## Exercise
If a line in the data below holds the word "push", copy it.

## Exercise data
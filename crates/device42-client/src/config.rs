//! Client configuration
//!
//! Credentials are expected to come from the environment (usually loaded by a
//! directory-scoped tool such as direnv), so [`Device42Config::from_env`] is the
//! common entry point. Every field can also be set programmatically.

use crate::error::Device42Error;
use std::env;
use std::str::FromStr;
use std::time::Duration;

/// Default request timeout
pub const DEFAULT_TIMEOUT: Duration = Duration::from_secs(30);

/// Default number of items requested per page
pub const DEFAULT_PAGE_LIMIT: u32 = 50;

/// Default number of retries after a dropped connection
pub const DEFAULT_MAX_RETRIES: u32 = 1;

/// Connection settings for a Device42 instance
#[derive(Clone)]
pub struct Device42Config {
    /// Base URL, e.g. `https://device42.example.com`
    pub host: String,
    /// Basic auth username
    pub username: String,
    /// Basic auth password
    pub password: String,
    /// Verify the server certificate. Device42 appliances usually ship with
    /// self-signed certificates, hence the default of `false`.
    pub verify_tls: bool,
    /// Per-request timeout
    pub timeout: Duration,
    /// Retries after a connection reset
    pub max_retries: u32,
    /// `limit` sent with paginated requests
    pub page_limit: u32,
}

impl std::fmt::Debug for Device42Config {
    fn fmt(&self, f: &mut std::fmt::Formatter<'_>) -> std::fmt::Result {
        f.debug_struct("Device42Config")
            .field("host", &self.host)
            .field("username", &self.username)
            .field("password", &"<redacted>")
            .field("verify_tls", &self.verify_tls)
            .field("timeout", &self.timeout)
            .field("max_retries", &self.max_retries)
            .field("page_limit", &self.page_limit)
            .finish()
    }
}

impl Device42Config {
    /// Create a configuration with default TLS, timeout, retry and paging settings
    pub fn new(
        host: impl Into<String>,
        username: impl Into<String>,
        password: impl Into<String>,
    ) -> Self {
        Self {
            host: host.into().trim_end_matches('/').to_string(),
            username: username.into(),
            password: password.into(),
            verify_tls: false,
            timeout: DEFAULT_TIMEOUT,
            max_retries: DEFAULT_MAX_RETRIES,
            page_limit: DEFAULT_PAGE_LIMIT,
        }
    }

    /// Load configuration from `D42_*` environment variables
    ///
    /// Required: `D42_HOST`, `D42_USERNAME`, `D42_PASSWORD`.
    /// Optional: `D42_VERIFY_TLS`, `D42_TIMEOUT_SECS`, `D42_MAX_RETRIES`, `D42_PAGE_LIMIT`.
    pub fn from_env() -> Result<Self, Device42Error> {
        Self::from_lookup(|key| env::var(key).ok())
    }

    /// Load configuration through an arbitrary variable lookup
    ///
    /// Used by [`Device42Config::from_env`]; handy when variables come from
    /// somewhere other than the process environment.
    pub fn from_lookup<F>(lookup: F) -> Result<Self, Device42Error>
    where
        F: Fn(&str) -> Option<String>,
    {
        let required = |key: &str| {
            lookup(key)
                .filter(|v| !v.is_empty())
                .ok_or_else(|| {
                    Device42Error::Configuration(format!("{} environment variable is required", key))
                })
        };

        let mut config = Self::new(
            required("D42_HOST")?,
            required("D42_USERNAME")?,
            required("D42_PASSWORD")?,
        );

        if let Some(verify) = lookup("D42_VERIFY_TLS") {
            config.verify_tls = parse_bool("D42_VERIFY_TLS", &verify)?;
        }
        if let Some(secs) = lookup("D42_TIMEOUT_SECS") {
            config.timeout = Duration::from_secs(parse_number("D42_TIMEOUT_SECS", &secs)?);
        }
        if let Some(retries) = lookup("D42_MAX_RETRIES") {
            config.max_retries = parse_number("D42_MAX_RETRIES", &retries)?;
        }
        if let Some(limit) = lookup("D42_PAGE_LIMIT") {
            config.page_limit = parse_number("D42_PAGE_LIMIT", &limit)?;
            if config.page_limit == 0 {
                return Err(Device42Error::Configuration(
                    "D42_PAGE_LIMIT must be greater than zero".to_string(),
                ));
            }
        }

        Ok(config)
    }

    /// Toggle certificate verification
    #[must_use]
    pub fn with_verify_tls(mut self, verify_tls: bool) -> Self {
        self.verify_tls = verify_tls;
        self
    }

    /// Override the request timeout
    #[must_use]
    pub fn with_timeout(mut self, timeout: Duration) -> Self {
        self.timeout = timeout;
        self
    }

    /// Override the retry count for dropped connections
    #[must_use]
    pub fn with_max_retries(mut self, max_retries: u32) -> Self {
        self.max_retries = max_retries;
        self
    }

    /// Override the page size used for paginated requests
    #[must_use]
    pub fn with_page_limit(mut self, page_limit: u32) -> Self {
        self.page_limit = page_limit.max(1);
        self
    }
}

fn parse_bool(key: &str, value: &str) -> Result<bool, Device42Error> {
    match value.trim().to_ascii_lowercase().as_str() {
        "1" | "true" | "yes" | "on" => Ok(true),
        "0" | "false" | "no" | "off" => Ok(false),
        other => Err(Device42Error::Configuration(format!(
            "{} must be a boolean, got '{}'",
            key, other
        ))),
    }
}

fn parse_number<T: FromStr>(key: &str, value: &str) -> Result<T, Device42Error> {
    value.trim().parse().map_err(|_| {
        Device42Error::Configuration(format!("{} must be a non-negative integer, got '{}'", key, value))
    })
}

#[cfg(test)]
mod tests {
    use super::*;
    use std::collections::HashMap;

    fn lookup(vars: &[(&str, &str)]) -> impl Fn(&str) -> Option<String> {
        let map: HashMap<String, String> = vars
            .iter()
            .map(|(k, v)| (k.to_string(), v.to_string()))
            .collect();
        move |key| map.get(key).cloned()
    }

    #[test]
    fn test_from_lookup_defaults() {
        let config = Device42Config::from_lookup(lookup(&[
            ("D42_HOST", "https://d42.example.com/"),
            ("D42_USERNAME", "admin"),
            ("D42_PASSWORD", "secret"),
        ]))
        .unwrap();

        assert_eq!(config.host, "https://d42.example.com");
        assert!(!config.verify_tls);
        assert_eq!(config.timeout, DEFAULT_TIMEOUT);
        assert_eq!(config.max_retries, DEFAULT_MAX_RETRIES);
        assert_eq!(config.page_limit, DEFAULT_PAGE_LIMIT);
    }

    #[test]
    fn test_from_lookup_overrides() {
        let config = Device42Config::from_lookup(lookup(&[
            ("D42_HOST", "https://d42.example.com"),
            ("D42_USERNAME", "admin"),
            ("D42_PASSWORD", "secret"),
            ("D42_VERIFY_TLS", "yes"),
            ("D42_TIMEOUT_SECS", "5"),
            ("D42_MAX_RETRIES", "3"),
            ("D42_PAGE_LIMIT", "200"),
        ]))
        .unwrap();

        assert!(config.verify_tls);
        assert_eq!(config.timeout, Duration::from_secs(5));
        assert_eq!(config.max_retries, 3);
        assert_eq!(config.page_limit, 200);
    }

    #[test]
    fn test_from_lookup_missing_password() {
        let err = Device42Config::from_lookup(lookup(&[
            ("D42_HOST", "https://d42.example.com"),
            ("D42_USERNAME", "admin"),
        ]))
        .unwrap_err();

        assert!(matches!(err, Device42Error::Configuration(msg) if msg.contains("D42_PASSWORD")));
    }

    #[test]
    fn test_from_lookup_rejects_garbage() {
        let base = [
            ("D42_HOST", "https://d42.example.com"),
            ("D42_USERNAME", "admin"),
            ("D42_PASSWORD", "secret"),
        ];

        let mut vars = base.to_vec();
        vars.push(("D42_VERIFY_TLS", "maybe"));
        assert!(Device42Config::from_lookup(lookup(&vars)).is_err());

        let mut vars = base.to_vec();
        vars.push(("D42_PAGE_LIMIT", "0"));
        assert!(Device42Config::from_lookup(lookup(&vars)).is_err());
    }

    #[test]
    fn test_debug_redacts_password() {
        let config = Device42Config::new("https://d42", "admin", "hunter2");
        let debug = format!("{:?}", config);
        assert!(!debug.contains("hunter2"));
    }
}
#[async_trait::async_trait]
impl Device42ClientTrait for Device42Client {
    fn base_url(&self) -> &str {
        self.base_url()
    }

    async fn validate_credentials(&self) -> Result<(), Device42Error> {
        self.validate_credentials().await
    }

    async fn get_object_value(&self, endpoint: &str, id: u64) -> Result<Value, Device42Error> {
        self.get_object(endpoint, id).await
    }

    async fn post_object_value(&self, endpoint: &str, object: &Value) -> Result<PostResponse, Device42Error> {
        self.post_object(endpoint, object).await
    }

    async fn put_object_value(&self, endpoint: &str, object: &Value) -> Result<PostResponse, Device42Error> {
        self.put_object(endpoint, object).await
    }

    async fn delete_object(&self, endpoint: &str, id: u64) -> Result<DeleteResponse, Device42Error> {
        self.delete_object(endpoint, id).await
    }

    async fn doql_query(&self, query_name: &str) -> Result<Value, Device42Error> {
        self.doql_query(query_name).await
    }

    async fn update_custom_field(&self, custom_field: &CustomField, endpoint: &str) -> Result<Value, Device42Error> {
        self.update_custom_field(custom_field, endpoint).await
    }

    async fn get_buildings(&self, name: Option<&str>) -> Result<Vec<Building>, Device42Error> {
        self.get_buildings(name).await
    }

    async fn post_building(&self, building: &Building) -> Result<PostResponse, Device42Error> {
        self.post_building(building).await
    }

    async fn delete_building(&self, id: u64) -> Result<DeleteResponse, Device42Error> {
        self.delete_building(id).await
    }

    async fn get_rooms(&self, filter: &RoomFilter) -> Result<Vec<Room>, Device42Error> {
        self.get_rooms(filter).await
    }

    async fn get_room(&self, id: u64) -> Result<Room, Device42Error> {
        self.get_room(id).await
    }

    async fn post_room(&self, room: &Room) -> Result<PostResponse, Device42Error> {
        self.post_room(room).await
    }

    async fn delete_room(&self, id: u64) -> Result<DeleteResponse, Device42Error> {
        self.delete_room(id).await
    }

    async fn get_racks(&self, filter: &RackFilter) -> Result<Vec<Rack>, Device42Error> {
        self.get_racks(filter).await
    }

    async fn get_rack(&self, id: u64) -> Result<Rack, Device42Error> {
        self.get_rack(id).await
    }

    async fn post_rack(&self, rack: &Rack) -> Result<PostResponse, Device42Error> {
        self.post_rack(rack).await
    }

    async fn delete_rack(&self, id: u64) -> Result<DeleteResponse, Device42Error> {
        self.delete_rack(id).await
    }

    async fn get_devices(&self, filter: &DeviceFilter) -> Result<Vec<Device>, Device42Error> {
        self.get_devices(filter).await
    }

    async fn get_all_devices(&self, include_cols: Option<&str>) -> Result<Vec<Device>, Device42Error> {
        self.get_all_devices(include_cols).await
    }

    async fn get_device(&self, id: u64) -> Result<Device, Device42Error> {
        self.get_device(id).await
    }

    async fn get_device_by_other_id(&self, lookup: DeviceLookup, value: &str, include_cols: Option<&str>) -> Result<Vec<Device>, Device42Error> {
        self.get_device_by_other_id(lookup, value, include_cols).await
    }

    async fn get_vlans(&self, filter: &VlanFilter) -> Result<Vec<Vlan>, Device42Error> {
        self.get_vlans(filter).await
    }

    async fn post_vlan(&self, vlan: &Vlan) -> Result<PostResponse, Device42Error> {
        self.post_vlan(vlan).await
    }

    async fn post_network(&self, subnet: &Subnet) -> Result<PostResponse, Device42Error> {
        self.post_network(subnet).await
    }

    async fn post_ip(&self, ip: &IpAddress) -> Result<PostResponse, Device42Error> {
        self.post_ip(ip).await
    }

    async fn get_all_service_instances(&self) -> Result<Vec<Value>, Device42Error> {
        self.get_all_service_instances().await
    }

    async fn get_all_application_components(&self) -> Result<Vec<Value>, Device42Error> {
        self.get_all_application_components().await
    }

    async fn get_all_operating_systems(&self) -> Result<Vec<Value>, Device42Error> {
        self.get_all_operating_systems().await
    }

    async fn post_app_component(&self, component: &AppComponent) -> Result<PostResponse, Device42Error> {
        self.post_app_component(component).await
    }

    async fn post_customer(&self, customer: &Customer) -> Result<PostResponse, Device42Error> {
        self.post_customer(customer).await
    }
}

## Output
        vars.push(("D42_VERIFY_TLS", "maybe"));
        vars.push(("D42_PAGE_LIMIT", "0"));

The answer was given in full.